### WHAT TO PRODUCE
Could you find every line in the records below that contains the word "TEXT" and copy it?
═══ MATERIAL SHOWN ═══
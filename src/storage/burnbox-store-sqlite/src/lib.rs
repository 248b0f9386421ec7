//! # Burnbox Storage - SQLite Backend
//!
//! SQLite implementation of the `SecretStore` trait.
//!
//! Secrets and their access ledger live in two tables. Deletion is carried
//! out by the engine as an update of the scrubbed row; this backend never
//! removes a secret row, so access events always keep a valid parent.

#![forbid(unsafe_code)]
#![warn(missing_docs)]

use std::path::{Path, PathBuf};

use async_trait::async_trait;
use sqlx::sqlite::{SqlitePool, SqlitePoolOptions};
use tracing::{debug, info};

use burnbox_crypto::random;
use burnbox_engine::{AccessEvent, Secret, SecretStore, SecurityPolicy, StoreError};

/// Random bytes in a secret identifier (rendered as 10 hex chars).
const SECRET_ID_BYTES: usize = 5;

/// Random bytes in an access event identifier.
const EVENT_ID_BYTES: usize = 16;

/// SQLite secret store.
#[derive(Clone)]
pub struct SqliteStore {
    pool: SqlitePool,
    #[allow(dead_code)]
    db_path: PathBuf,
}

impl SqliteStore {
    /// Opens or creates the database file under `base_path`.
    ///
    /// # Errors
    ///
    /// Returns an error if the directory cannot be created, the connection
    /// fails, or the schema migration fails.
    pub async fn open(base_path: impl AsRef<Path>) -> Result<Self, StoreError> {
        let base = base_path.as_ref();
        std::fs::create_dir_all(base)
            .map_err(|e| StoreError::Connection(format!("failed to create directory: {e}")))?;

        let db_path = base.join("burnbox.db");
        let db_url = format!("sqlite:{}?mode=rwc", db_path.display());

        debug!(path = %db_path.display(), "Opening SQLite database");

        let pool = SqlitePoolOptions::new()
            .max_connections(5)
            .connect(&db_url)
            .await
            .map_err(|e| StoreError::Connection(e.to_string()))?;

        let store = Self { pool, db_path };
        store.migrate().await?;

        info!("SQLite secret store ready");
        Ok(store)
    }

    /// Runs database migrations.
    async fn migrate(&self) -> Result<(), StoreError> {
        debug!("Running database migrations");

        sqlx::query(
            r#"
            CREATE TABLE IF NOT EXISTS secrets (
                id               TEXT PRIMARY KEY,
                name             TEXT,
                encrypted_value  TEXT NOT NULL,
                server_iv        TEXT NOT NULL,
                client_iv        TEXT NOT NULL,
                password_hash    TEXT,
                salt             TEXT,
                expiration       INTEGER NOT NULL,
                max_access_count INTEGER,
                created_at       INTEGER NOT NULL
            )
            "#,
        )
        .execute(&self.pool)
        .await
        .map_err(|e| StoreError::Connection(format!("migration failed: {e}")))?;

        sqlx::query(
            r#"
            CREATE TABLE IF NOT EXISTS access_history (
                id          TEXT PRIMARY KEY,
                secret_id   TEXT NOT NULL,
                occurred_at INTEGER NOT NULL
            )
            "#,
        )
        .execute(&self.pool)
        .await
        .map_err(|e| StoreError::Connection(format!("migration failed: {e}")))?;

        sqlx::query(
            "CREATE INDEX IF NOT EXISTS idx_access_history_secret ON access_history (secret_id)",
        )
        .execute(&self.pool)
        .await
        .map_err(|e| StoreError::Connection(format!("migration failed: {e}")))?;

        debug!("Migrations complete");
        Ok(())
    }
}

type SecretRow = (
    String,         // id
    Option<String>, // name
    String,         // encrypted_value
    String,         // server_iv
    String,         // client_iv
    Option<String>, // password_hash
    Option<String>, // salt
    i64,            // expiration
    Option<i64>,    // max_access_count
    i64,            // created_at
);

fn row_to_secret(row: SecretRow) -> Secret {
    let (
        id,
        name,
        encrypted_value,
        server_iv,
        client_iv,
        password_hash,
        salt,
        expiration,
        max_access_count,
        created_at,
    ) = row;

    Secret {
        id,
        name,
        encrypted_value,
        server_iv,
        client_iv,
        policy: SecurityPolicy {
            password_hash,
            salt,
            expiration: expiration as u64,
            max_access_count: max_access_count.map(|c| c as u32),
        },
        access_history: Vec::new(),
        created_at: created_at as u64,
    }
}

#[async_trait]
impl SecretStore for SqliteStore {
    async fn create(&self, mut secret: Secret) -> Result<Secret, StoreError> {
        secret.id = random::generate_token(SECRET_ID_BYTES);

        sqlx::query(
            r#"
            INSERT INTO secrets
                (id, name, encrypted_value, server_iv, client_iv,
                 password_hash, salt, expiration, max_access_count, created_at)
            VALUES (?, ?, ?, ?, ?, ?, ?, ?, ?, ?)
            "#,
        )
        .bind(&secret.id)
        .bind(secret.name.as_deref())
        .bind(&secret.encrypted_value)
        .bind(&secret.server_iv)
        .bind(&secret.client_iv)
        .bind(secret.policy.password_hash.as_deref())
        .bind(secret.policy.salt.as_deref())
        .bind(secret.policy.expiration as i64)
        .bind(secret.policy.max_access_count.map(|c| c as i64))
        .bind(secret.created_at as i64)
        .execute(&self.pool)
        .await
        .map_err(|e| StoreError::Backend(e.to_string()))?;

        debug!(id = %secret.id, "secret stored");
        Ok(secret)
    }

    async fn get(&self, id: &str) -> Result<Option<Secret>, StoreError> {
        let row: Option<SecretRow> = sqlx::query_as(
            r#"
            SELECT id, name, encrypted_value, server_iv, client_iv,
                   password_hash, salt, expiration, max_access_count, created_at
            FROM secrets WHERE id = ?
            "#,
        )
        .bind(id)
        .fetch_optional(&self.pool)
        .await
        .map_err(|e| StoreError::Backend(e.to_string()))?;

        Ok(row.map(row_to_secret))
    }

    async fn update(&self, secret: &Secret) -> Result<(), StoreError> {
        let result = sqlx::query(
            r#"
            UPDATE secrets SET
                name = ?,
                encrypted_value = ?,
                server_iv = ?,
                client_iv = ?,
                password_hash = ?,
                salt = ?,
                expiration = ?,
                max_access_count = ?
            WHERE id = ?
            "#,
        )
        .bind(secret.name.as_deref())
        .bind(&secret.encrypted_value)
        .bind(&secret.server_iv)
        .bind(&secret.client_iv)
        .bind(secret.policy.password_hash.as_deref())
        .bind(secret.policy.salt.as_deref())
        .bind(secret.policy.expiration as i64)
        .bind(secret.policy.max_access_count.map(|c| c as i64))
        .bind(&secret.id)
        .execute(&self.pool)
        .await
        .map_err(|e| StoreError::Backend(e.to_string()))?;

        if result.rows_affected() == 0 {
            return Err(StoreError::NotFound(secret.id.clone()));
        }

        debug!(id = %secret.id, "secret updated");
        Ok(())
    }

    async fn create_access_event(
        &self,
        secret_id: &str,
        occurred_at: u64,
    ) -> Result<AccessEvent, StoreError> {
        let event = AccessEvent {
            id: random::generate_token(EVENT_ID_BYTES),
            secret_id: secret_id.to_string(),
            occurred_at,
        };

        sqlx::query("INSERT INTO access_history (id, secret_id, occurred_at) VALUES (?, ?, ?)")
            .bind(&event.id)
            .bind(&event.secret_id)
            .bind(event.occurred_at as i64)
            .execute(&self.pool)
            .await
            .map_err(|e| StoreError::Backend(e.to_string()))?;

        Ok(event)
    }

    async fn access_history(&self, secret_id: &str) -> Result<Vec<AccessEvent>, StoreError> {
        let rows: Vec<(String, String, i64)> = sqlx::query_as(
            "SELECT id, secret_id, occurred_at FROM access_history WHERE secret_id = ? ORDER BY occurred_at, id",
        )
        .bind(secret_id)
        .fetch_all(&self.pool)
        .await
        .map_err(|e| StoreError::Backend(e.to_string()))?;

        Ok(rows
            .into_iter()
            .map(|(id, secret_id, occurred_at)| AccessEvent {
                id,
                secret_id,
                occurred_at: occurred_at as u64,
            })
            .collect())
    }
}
═══
### RESPONSE AREA
                id               TEXT PRIMARY KEY,
                name             TEXT,
                encrypted_value  TEXT NOT NULL,
                server_iv        TEXT NOT NULL,
                client_iv        TEXT NOT NULL,
                password_hash    TEXT,
                salt             TEXT,
                id          TEXT PRIMARY KEY,
                secret_id   TEXT NOT NULL,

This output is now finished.